During her time as Constantine's wife, she had five children, three boys who would all go on to be emperor, and two daughters. Until 324, she 'held the title of nobilissima femina', which was 'one of the highest imperial titles in the late Roman and Byzantine empires'. In 324, she gained enough regard to became Constantine's augusta, the highest title in the Roman Empire. Exactly why this took so long is uncertain as Constantine became emperor in 306.

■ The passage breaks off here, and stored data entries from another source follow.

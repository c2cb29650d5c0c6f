//! Small vector and rotation helpers shared by the locomotion states.
//!
//! Conventions: Y is up, the board faces local +Z and local +X is its right side.

use nalgebra::{UnitQuaternion, Vector3};

/// Linear interpolation with `t` clamped to `0..=1`.
pub fn lerp(a: f32, b: f32, t: f32) -> f32 {
    a + (b - a) * clamp01(t)
}

pub fn clamp01(value: f32) -> f32 {
    value.clamp(0.0, 1.0)
}

pub fn lerp_vec(a: &Vector3<f32>, b: &Vector3<f32>, t: f32) -> Vector3<f32> {
    a + (b - a) * clamp01(t)
}

/// Moves `current` toward `target` by at most `max_delta`.
pub fn move_towards(current: f32, target: f32, max_delta: f32) -> f32 {
    if (target - current).abs() <= max_delta {
        target
    } else {
        current + (target - current).signum() * max_delta
    }
}

/// Drops the vertical component.
pub fn flatten(v: &Vector3<f32>) -> Vector3<f32> {
    Vector3::new(v.x, 0.0, v.z)
}

pub fn project_on_plane(v: &Vector3<f32>, normal: &Vector3<f32>) -> Vector3<f32> {
    match normal.try_normalize(1.0e-6) {
        Some(n) => v - n * v.dot(&n),
        None => *v,
    }
}

/// Unsigned angle between two vectors in degrees. Zero vectors compare as 0°.
pub fn angle_degrees(a: &Vector3<f32>, b: &Vector3<f32>) -> f32 {
    if a.norm_squared() < 1.0e-12 || b.norm_squared() < 1.0e-12 {
        return 0.0;
    }
    a.angle(b).to_degrees()
}

pub fn forward(rotation: &UnitQuaternion<f32>) -> Vector3<f32> {
    rotation * Vector3::z()
}

pub fn right(rotation: &UnitQuaternion<f32>) -> Vector3<f32> {
    rotation * Vector3::x()
}

pub fn up(rotation: &UnitQuaternion<f32>) -> Vector3<f32> {
    rotation * Vector3::y()
}

/// Rotation whose local +Z points along `forward`, keeping local +Y near `up`.
pub fn look_rotation(forward: &Vector3<f32>, up: &Vector3<f32>) -> UnitQuaternion<f32> {
    if forward.norm_squared() < 1.0e-12 || forward.cross(up).norm_squared() < 1.0e-12 {
        return UnitQuaternion::identity();
    }
    UnitQuaternion::face_towards(forward, up)
}

/// World-space yaw turn: positive degrees turn the board toward its right.
pub fn yaw(rotation: &UnitQuaternion<f32>, degrees: f32) -> UnitQuaternion<f32> {
    UnitQuaternion::from_axis_angle(&Vector3::y_axis(), degrees.to_radians()) * rotation
}

/// Removes pitch and roll, keeping only heading.
pub fn yaw_only(rotation: &UnitQuaternion<f32>) -> UnitQuaternion<f32> {
    let heading = flatten(&forward(rotation));
    if heading.norm_squared() < 1.0e-8 {
        // Pointing straight up or down: recover heading from the up vector instead.
        let fallback = flatten(&-up(rotation));
        return look_rotation(&fallback, &Vector3::y());
    }
    look_rotation(&heading, &Vector3::y())
}

/// Rotates `from` toward `to` by at most `max_degrees`.
pub fn rotate_towards(
    from: &UnitQuaternion<f32>,
    to: &UnitQuaternion<f32>,
    max_degrees: f32,
) -> UnitQuaternion<f32> {
    let angle = from.angle_to(to).to_degrees();
    if angle <= max_degrees || angle < 1.0e-4 {
        return *to;
    }
    slerp(from, to, max_degrees / angle)
}

/// Spherical interpolation with `t` clamped, falling back to `to` for antipodal inputs.
pub fn slerp(from: &UnitQuaternion<f32>, to: &UnitQuaternion<f32>, t: f32) -> UnitQuaternion<f32> {
    from.try_slerp(to, clamp01(t), 1.0e-6).unwrap_or(*to)
}

/// Shortest rotation taking `from` onto `to`.
pub fn from_to_rotation(from: &Vector3<f32>, to: &Vector3<f32>) -> UnitQuaternion<f32> {
    UnitQuaternion::rotation_between(from, to).unwrap_or_else(UnitQuaternion::identity)
}

/// Tilt of the board's up vector away from world up, in degrees.
pub fn tilt_degrees(rotation: &UnitQuaternion<f32>) -> f32 {
    angle_degrees(&up(rotation), &Vector3::y())
}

The events of 326 leading up to both Crispus' and Fausta's deaths are unclear. By some accounts, Fausta and Crispus were set against each other, with Fausta pushing Constantine to execute his son. After this, Helena, Constantine's mother, 'blamed him out of excessive grief for her grandson', so he locked Fausta in 'overheated baths and killed her'. In other accounts, adultery between mother and son-in-law was the cause of the two deaths, though with Crispus being executed for the crime of rape and the Fausta's death following the same narrative as the other version. Some writers think that Constantine killed Fausta for bearing false witness about the rape, but most think if this were the case, then the order of damnatio memoriae, the scrubbing of the historical record of any mention of a person, would have been reversed for Crispus instead of being allowed to stand. Julian, a later emperor, did praise Fausta in a pangyric, or a 'formal public speech or written verse, delivered in high praise of a person' to Constantius II, her son. Beyond that, 'there is no other evidence of her memory being rehabilitated'.